It is generally known that one type of spectroscopy can be defined as a study of electromagnetic wave interactions with material. When electromagnetic radiation such as light reaches the material, energetic transitions occur, transitions which are different according to the type of light. The near infrared (NIR) region (780-2500 nm) is situated between the red band of visible light and the mid infrared region. Molecular vibrations of hydrogen bonds, such as C—H, N—H, O—H and S—H, give birth to the NIR spectrum.
NIR spectroscopy offers many advantages such as no sample preparation, no sample destruction, fast data acquisition, and the use of optical fibers allows “online” analysis. Moreover, NIR spectra contain both physical and chemical information. Physical information can be granulometry, particles shape, polymorphism etc., and, on the other hand, chemical information can be the active pharmaceutical ingredient, moisture etc. However, each technique has its drawbacks:
In general, it is a problem that the NIR system must be calibrated. Optimisation and calibration are time-consuming tasks because the development of the predictive model has to take into account the use of a suitable reference method (e.g. chromatography, titration) to assign quantitative values of the chemical or physical parameter of interest for the spectral data. Moreover, due to the great quantity of physical and chemical information included in the NIR spectra, a visual interpretation is difficult. Basically, only a small piece of information is relevant for the objective investigated. For this purpose chemometric tools (e.g. MLR, PLS, PCR, ANN) are used to extract the significant information arising from the physical and chemical data using multivariate approaches. Chemometrics is the use of mathematical and statistical methodologies applied in general to chemical data. These tools include methods adapted for cleaning, classifying, interpreting and extracting information from data or signals. Two widely used chemometric tools for spectral analyses are mathematical pretreatment and regression methods. The first one consists in suppressing the biggest part of the information that is not directly linked to the chemical nature of the sample. Examples of mathematical pretreatments or data pretreatments include Savitzky-Golay smoothing filter, standard normal variate (SNV) and multiplicative scatter correction (MSC). The second one, i.e. the regression methods or data regression models, links a spectrum to a concentration of interest determined by the reference method, allowing the creation of a mathematical model that is useful for calibration purposes. Examples for regression methods include multiple linear regression (MLR), partial least squares (PLS) regression and artificial neuronal network (ANN), as described in D. A. Burns, E. W. Ciurczak, “Handbook of Near-Infrared Analysis”, Practical Spectroscopy Series Vol. 27, Marcel Dekker: New York, 2001.

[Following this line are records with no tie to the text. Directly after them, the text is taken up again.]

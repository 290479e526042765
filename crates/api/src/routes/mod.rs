//! HTTP route handlers.
//!
//! # Route Structure
//!
//! ```text
//! GET  /health                 - Liveness
//! GET  /health/ready           - Store connectivity
//! GET  /uploads/...            - Stored attachments (read-only)
//!
//! # Accounts (/api/user)
//! POST   /register             - Create account, returns token (201)
//! POST   /login                - Returns token
//! GET    /send-otp             - Mail a verification code (account session)
//! GET    /verify-otp           - Confirm code from the mailed link, redirects
//! GET    /profile              - Account profile (account session)
//! PATCH  /update-profile       - Change name (account session)
//! PATCH  /update-password      - Change password (account session)
//! POST   /forgot-password      - Mail a reset code
//! POST   /reset-password       - Set a new password with a reset code
//! DELETE /delete-account       - Delete account (account session)
//!
//! # Vendors (/api/vendor)
//! POST   /login                - Vendor token, creates the vendor on first login
//! GET    /protected            - Vendor session probe
//! GET    /profile              - Vendor profile
//! PATCH  /update               - business_name, brand_description
//! PATCH  /update-logo          - Multipart, one `logo` file
//! DELETE /delete               - Delete vendor
//!
//! # Catalog (/api/product)
//! POST   /create                                  - Create product (201)
//! PATCH  /update/{productId}                      - Rename / describe product
//! POST   /add-variation                           - Multipart, 1-5 `image` files (201)
//! PATCH  /update-variation                        - Multipart, replaces images
//! DELETE /delete/{productId}                      - Cascading delete
//! DELETE /delete-variation/{productId}/{variationId}
//! GET    /get-all, /get/{productId}, /get-all-variations, /get-all-categories
//! POST   /add-category (201), PATCH /update-category/{id}, DELETE /delete-category/{id}
//! ```

pub mod accounts;
pub mod extract;
pub mod products;
pub mod vendors;

use axum::{
    Router,
    extract::DefaultBodyLimit,
    routing::{delete, get, patch, post},
};
use serde::Serialize;

use crate::middleware::rate_limit::RateLimiterLayer;
use crate::services::ServiceError;
use crate::state::AppState;

/// A plain confirmation body.
#[derive(Debug, Serialize)]
pub struct Message {
    pub message: &'static str,
}

impl Message {
    #[must_use]
    pub const fn new(message: &'static str) -> Self {
        Self { message }
    }
}

/// Parse a path or query id. An id that does not parse cannot exist.
///
/// # Errors
///
/// Returns `ServiceError::NotFound` naming the entity.
pub fn parse_id<T: std::str::FromStr>(raw: &str, entity: &str) -> Result<T, ServiceError> {
    raw.parse()
        .map_err(|_| ServiceError::NotFound(format!("{entity} not found")))
}

fn limited(router: Router<AppState>, limiter: Option<&RateLimiterLayer>) -> Router<AppState> {
    match limiter {
        Some(layer) => router.layer(layer.clone()),
        None => router,
    }
}

/// Account routes. `limiter` applies to the credential endpoints only.
pub fn account_routes(limiter: Option<&RateLimiterLayer>) -> Router<AppState> {
    let credentials = Router::new()
        .route("/register", post(accounts::register))
        .route("/login", post(accounts::login))
        .route("/forgot-password", post(accounts::forgot_password))
        .route("/reset-password", post(accounts::reset_password));

    Router::new()
        .merge(limited(credentials, limiter))
        .route("/send-otp", get(accounts::send_otp))
        .route("/verify-otp", get(accounts::verify_otp))
        .route("/profile", get(accounts::profile))
        .route("/update-profile", patch(accounts::update_profile))
        .route("/update-password", patch(accounts::update_password))
        .route("/delete-account", delete(accounts::delete_account))
}

/// Vendor routes. `limiter` applies to vendor login only.
pub fn vendor_routes(limiter: Option<&RateLimiterLayer>) -> Router<AppState> {
    let credentials = Router::new().route("/login", post(vendors::login));

    Router::new()
        .merge(limited(credentials, limiter))
        .route("/protected", get(vendors::protected))
        .route("/profile", get(vendors::profile))
        .route("/update", patch(vendors::update))
        .route(
            "/update-logo",
            patch(vendors::update_logo).layer(DefaultBodyLimit::max(extract::MULTIPART_BODY_LIMIT)),
        )
        .route("/delete", delete(vendors::delete))
}

/// Catalog routes.
pub fn product_routes() -> Router<AppState> {
    Router::new()
        .route("/create", post(products::create))
        .route("/update/{product_id}", patch(products::update))
        .route(
            "/add-variation",
            post(products::add_variation)
                .layer(DefaultBodyLimit::max(extract::MULTIPART_BODY_LIMIT)),
        )
        .route(
            "/update-variation",
            patch(products::update_variation)
                .layer(DefaultBodyLimit::max(extract::MULTIPART_BODY_LIMIT)),
        )
        .route("/delete/{product_id}", delete(products::delete))
        .route(
            "/delete-variation/{product_id}/{variation_id}",
            delete(products::delete_variation),
        )
        .route("/get-all", get(products::list))
        .route("/get/{product_id}", get(products::get))
        .route("/get-all-variations", get(products::list_variations))
        .route("/get-all-categories", get(products::list_categories))
        .route("/add-category", post(products::add_category))
        .route("/update-category/{category_id}", patch(products::update_category))
        .route("/delete-category/{category_id}", delete(products::delete_category))
}

/// All API routes.
pub fn routes(limiter: Option<&RateLimiterLayer>) -> Router<AppState> {
    Router::new()
        .nest("/api/user", account_routes(limiter))
        .nest("/api/vendor", vendor_routes(limiter))
        .nest("/api/product", product_routes())
}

In the pharmaceutical field, conformity analyses realized between batch production and batch release can be time consuming if all of them are performed after the manufacturing process. Thus, the concept of process analytical technology (PAT) is born, as described in American Food and Drug Administration (FDA), Guidance for Industry PAT-A Framework for Innovative Pharmaceutical Manufacturing and Quality Assurance, FDA, 2004. The aim of PAT is to enable monitoring each critical step of the fabrication in real time and, thus, reducing the batch release time. PAT gives also the opportunity to tune manufacturing parameters, and thus PAT allows avoiding the loss of batches. Regarding its non-invasive, non-destructive and fast data acquisition character, NIR spectroscopy is more and more associated with the concept of PAT.

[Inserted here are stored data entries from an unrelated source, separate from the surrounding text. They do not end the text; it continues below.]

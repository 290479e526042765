//! Catalog routes, mounted at `/api/product`.
//!
//! Reads are public. Every mutation needs a vendor session, and product and
//! variation mutations are limited to the vendor's own products.

use axum::{
    Json,
    extract::{Multipart, Path, State},
    http::StatusCode,
};
use serde::{Deserialize, Serialize};

use marketplace_core::{CategoryId, Price, ProductId, VariationId};

use super::extract::{self, Checks, PRODUCT_IMAGES, Received, Validate, ValidJson};
use super::parse_id;
use crate::error::Result;
use crate::middleware::VendorSession;
use crate::models::{Category, ProductView, Variation};
use crate::services::catalog::{
    DeletionReport, ProductDraft, ProductUpdate, VariationDraft, VariationUpdate,
};
use crate::services::uploads::UploadStore;
use crate::services::{FieldError, ServiceError};
use crate::state::AppState;

const STOCK_MESSAGE: &str = "must be a whole number between 0 and 2147483647";
const PRICE_MESSAGE: &str = "must be a non-negative number";

// =============================================================================
// Request Bodies
// =============================================================================

#[derive(Debug, Default, Deserialize)]
#[serde(default, rename_all = "camelCase")]
pub struct CreateProductRequest {
    pub name: String,
    pub description: String,
    pub category_id: String,
}

impl Validate for CreateProductRequest {
    type Valid = ProductDraft;

    fn validate(self) -> std::result::Result<ProductDraft, Vec<FieldError>> {
        let mut checks = Checks::new();
        let name = checks.required("name", &self.name);
        let description = checks.required("description", &self.description);
        let category_id = checks.required("categoryId", &self.category_id);
        checks.finish(|| {
            Some(ProductDraft {
                name,
                description,
                // Unparseable ids are resolved later and reported as not found.
                category_id: CategoryId::parse(&category_id).unwrap_or_else(|_| CategoryId::nil()),
            })
        })
    }
}

#[derive(Debug, Default, Deserialize)]
#[serde(default)]
pub struct UpdateProductRequest {
    pub name: String,
    pub description: String,
}

impl Validate for UpdateProductRequest {
    type Valid = ProductUpdate;

    fn validate(self) -> std::result::Result<ProductUpdate, Vec<FieldError>> {
        let mut checks = Checks::new();
        let name = checks.required("name", &self.name);
        let description = checks.required("description", &self.description);
        checks.finish(|| {
            Some(ProductUpdate {
                name: Some(name),
                description: Some(description),
            })
        })
    }
}

#[derive(Debug, Default, Deserialize)]
#[serde(default)]
pub struct CategoryRequest {
    pub name: String,
}

impl Validate for CategoryRequest {
    type Valid = String;

    fn validate(self) -> std::result::Result<String, Vec<FieldError>> {
        let mut checks = Checks::new();
        let name = checks.required("name", &self.name);
        checks.finish(|| Some(name))
    }
}

#[derive(Debug, Serialize)]
pub struct AddVariationResponse {
    pub product: ProductView,
    pub variation: Variation,
}

#[derive(Debug, Serialize)]
pub struct DeleteProductResponse {
    pub message: &'static str,
    pub report: DeletionReport,
}

// =============================================================================
// Multipart Forms
// =============================================================================

fn parse_stock(checks: &mut Checks, raw: Option<&str>) -> Option<u32> {
    let stock: u32 = checks.parse("stock", raw, STOCK_MESSAGE)?;
    if i32::try_from(stock).is_err() {
        checks.fail("stock", STOCK_MESSAGE);
        return None;
    }
    Some(stock)
}

fn variation_draft(form: &Received) -> std::result::Result<VariationDraft, ServiceError> {
    let mut checks = Checks::new();
    let product_id = checks.required("productId", form.field("productId").unwrap_or_default());
    let price: Option<Price> = checks.parse("price", form.field("price"), PRICE_MESSAGE);
    let stock = parse_stock(&mut checks, form.field("stock"));

    let draft = checks.finish(|| {
        Some(VariationDraft {
            product_id: ProductId::parse(&product_id).unwrap_or_else(|_| ProductId::nil()),
            price: price?,
            stock: stock?,
            size: form.field("size").map(str::to_string),
            color: form.field("color").map(str::to_string),
        })
    });
    draft.map_err(ServiceError::Validation)
}

fn variation_update(form: &Received) -> std::result::Result<(VariationId, VariationUpdate), ServiceError> {
    let mut checks = Checks::new();
    let variation_id = checks.required("variationId", form.field("variationId").unwrap_or_default());

    let present = |name: &str| form.field(name).filter(|value| !value.trim().is_empty());
    let price = match present("price") {
        Some(raw) => checks.parse::<Price>("price", Some(raw), PRICE_MESSAGE),
        None => None,
    };
    let stock = match present("stock") {
        Some(raw) => parse_stock(&mut checks, Some(raw)),
        None => None,
    };

    let update = checks.finish(|| {
        Some((
            VariationId::parse(&variation_id).unwrap_or_else(|_| VariationId::nil()),
            VariationUpdate {
                price,
                stock,
                size: form.field("size").map(str::to_string),
                color: form.field("color").map(str::to_string),
            },
        ))
    });
    update.map_err(ServiceError::Validation)
}

/// Delete received files and pass the error on.
async fn discard<T>(uploads: &UploadStore, form: &Received, err: ServiceError) -> Result<T> {
    uploads.remove_all(form.files.iter().map(String::as_str)).await;
    Err(err.into())
}

// =============================================================================
// Products
// =============================================================================

/// POST /api/product/create
pub async fn create(
    State(state): State<AppState>,
    VendorSession(vendor_id): VendorSession,
    ValidJson(draft): ValidJson<CreateProductRequest>,
) -> Result<(StatusCode, Json<ProductView>)> {
    let product = state.catalog().create_product(vendor_id, draft).await?;
    Ok((StatusCode::CREATED, Json(product)))
}

/// PATCH /api/product/update/{productId}
pub async fn update(
    State(state): State<AppState>,
    VendorSession(vendor_id): VendorSession,
    Path(product_id): Path<String>,
    ValidJson(update): ValidJson<UpdateProductRequest>,
) -> Result<Json<ProductView>> {
    let product_id: ProductId = parse_id(&product_id, "product")?;
    let product = state
        .catalog()
        .update_product(vendor_id, product_id, update)
        .await?;
    Ok(Json(product))
}

/// GET /api/product/get-all
pub async fn list(State(state): State<AppState>) -> Result<Json<Vec<ProductView>>> {
    Ok(Json(state.catalog().list_products().await?))
}

/// GET /api/product/get/{productId}
pub async fn get(
    State(state): State<AppState>,
    Path(product_id): Path<String>,
) -> Result<Json<ProductView>> {
    let product_id: ProductId = parse_id(&product_id, "product")?;
    Ok(Json(state.catalog().product(product_id).await?))
}

/// DELETE /api/product/delete/{productId}
pub async fn delete(
    State(state): State<AppState>,
    VendorSession(vendor_id): VendorSession,
    Path(product_id): Path<String>,
) -> Result<Json<DeleteProductResponse>> {
    let product_id: ProductId = parse_id(&product_id, "product")?;
    let report = state.catalog().delete_product(vendor_id, product_id).await?;
    Ok(Json(DeleteProductResponse {
        message: "Product deleted",
        report,
    }))
}

// =============================================================================
// Variations
// =============================================================================

/// POST /api/product/add-variation
///
/// Multipart body: `productId`, `price`, `stock`, optional `size` and
/// `color`, and one to five `image` files.
pub async fn add_variation(
    State(state): State<AppState>,
    VendorSession(vendor_id): VendorSession,
    multipart: Multipart,
) -> Result<(StatusCode, Json<AddVariationResponse>)> {
    let form = extract::receive(multipart, state.uploads(), PRODUCT_IMAGES).await?;
    let draft = match variation_draft(&form) {
        Ok(draft) => draft,
        Err(err) => return discard(state.uploads(), &form, err).await,
    };

    let (product, variation) = state
        .catalog()
        .add_variation(vendor_id, draft, form.files)
        .await?;
    Ok((
        StatusCode::CREATED,
        Json(AddVariationResponse { product, variation }),
    ))
}

/// PATCH /api/product/update-variation
///
/// Multipart body: `variationId`, optional `price`, `stock`, `size` and
/// `color`, and one to five `image` files that replace the current ones.
pub async fn update_variation(
    State(state): State<AppState>,
    VendorSession(vendor_id): VendorSession,
    multipart: Multipart,
) -> Result<Json<Variation>> {
    let form = extract::receive(multipart, state.uploads(), PRODUCT_IMAGES).await?;
    let (variation_id, update) = match variation_update(&form) {
        Ok(parsed) => parsed,
        Err(err) => return discard(state.uploads(), &form, err).await,
    };

    let variation = state
        .catalog()
        .update_variation(vendor_id, variation_id, update, form.files)
        .await?;
    Ok(Json(variation))
}

/// DELETE /api/product/delete-variation/{productId}/{variationId}
pub async fn delete_variation(
    State(state): State<AppState>,
    VendorSession(vendor_id): VendorSession,
    Path((product_id, variation_id)): Path<(String, String)>,
) -> Result<Json<ProductView>> {
    let product_id: ProductId = parse_id(&product_id, "product")?;
    let variation_id: VariationId = parse_id(&variation_id, "variation")?;
    let product = state
        .catalog()
        .delete_variation(vendor_id, product_id, variation_id)
        .await?;
    Ok(Json(product))
}

/// GET /api/product/get-all-variations
pub async fn list_variations(State(state): State<AppState>) -> Result<Json<Vec<Variation>>> {
    Ok(Json(state.catalog().list_variations().await?))
}

// =============================================================================
// Categories
// =============================================================================

/// POST /api/product/add-category
pub async fn add_category(
    State(state): State<AppState>,
    VendorSession(_): VendorSession,
    ValidJson(name): ValidJson<CategoryRequest>,
) -> Result<(StatusCode, Json<Category>)> {
    let category = state.catalog().add_category(&name).await?;
    Ok((StatusCode::CREATED, Json(category)))
}

/// GET /api/product/get-all-categories
pub async fn list_categories(State(state): State<AppState>) -> Result<Json<Vec<Category>>> {
    Ok(Json(state.catalog().list_categories().await?))
}

/// PATCH /api/product/update-category/{categoryId}
pub async fn update_category(
    State(state): State<AppState>,
    VendorSession(_): VendorSession,
    Path(category_id): Path<String>,
    ValidJson(name): ValidJson<CategoryRequest>,
) -> Result<Json<Category>> {
    let category_id: CategoryId = parse_id(&category_id, "category")?;
    Ok(Json(
        state.catalog().rename_category(category_id, &name).await?,
    ))
}

/// DELETE /api/product/delete-category/{categoryId}
pub async fn delete_category(
    State(state): State<AppState>,
    VendorSession(_): VendorSession,
    Path(category_id): Path<String>,
) -> Result<Json<Category>> {
    let category_id: CategoryId = parse_id(&category_id, "category")?;
    Ok(Json(state.catalog().delete_category(category_id).await?))
}

#[cfg(test)]
#[allow(clippy::unwrap_used)]
mod tests {
    use super::*;

    fn form(fields: &[(&str, &str)]) -> Received {
        Received {
            files: Vec::new(),
            fields: fields
                .iter()
                .map(|(k, v)| ((*k).to_string(), (*v).to_string()))
                .collect(),
        }
    }

    #[test]
    fn test_variation_draft_parses_fields() {
        let product_id = ProductId::generate();
        let draft = variation_draft(&form(&[
            ("productId", &product_id.to_string()),
            ("price", "12.50"),
            ("stock", "4"),
            ("color", "red"),
        ]))
        .unwrap();

        assert_eq!(draft.product_id, product_id);
        assert_eq!(draft.price.to_string(), "12.5");
        assert_eq!(draft.stock, 4);
        assert_eq!(draft.color.as_deref(), Some("red"));
        assert!(draft.size.is_none());
    }

    #[test]
    fn test_variation_draft_rejects_bad_numbers() {
        let Err(ServiceError::Validation(errors)) = variation_draft(&form(&[
            ("productId", "p"),
            ("price", "-1"),
            ("stock", "3000000000"),
        ])) else {
            panic!("expected validation errors");
        };
        let fields: Vec<&str> = errors.iter().map(|e| e.field.as_str()).collect();
        assert_eq!(fields, vec!["price", "stock"]);
    }

    #[test]
    fn test_variation_update_keeps_absent_fields() {
        let variation_id = VariationId::generate();
        let (id, update) = variation_update(&form(&[
            ("variationId", &variation_id.to_string()),
            ("stock", "9"),
            ("size", ""),
        ]))
        .unwrap();

        assert_eq!(id, variation_id);
        assert_eq!(update.stock, Some(9));
        assert!(update.price.is_none());
        assert_eq!(update.size.as_deref(), Some(""));
        assert!(update.color.is_none());
    }

    #[test]
    fn test_variation_update_requires_id() {
        assert!(matches!(
            variation_update(&form(&[("stock", "1")])),
            Err(ServiceError::Validation(_))
        ));
    }
}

Near infrared spectroscopy can be used to realize assays in the pharmaceutical field. The development of NIR system is generally split into 2 parts: calibration and validation of the predictive model. It is based on calibration data used to build calibration models regarding the chosen chemometric tools. After, an independent validation set of data is used for the validation of the selected model, respectively.
Original concepts of tolerance intervals based on the total error approach and the graph of the accuracy profile have been introduced to help the validation process, as described in the three Hubert Ph. et al. articles: Harmonization of strategies for the validation of quantitative analytical procedures—A SFSTP proposal—parts I-III, Journal of Pharmaceutical and Biomedical Analysis, 2004-2007. This approach can be applied on any type of analytical technique and is independent with regard to the matrix in which the analyte or substance of interest is analysed, such as in pharmaceutical formulations, biological fluids etc.
An accuracy index can be computed for each accuracy profile in order to resume all the information included in the accuracy profile in one “desirability” value. The accuracy index is therefore a basis to select the best calibration model only based on the calibration data.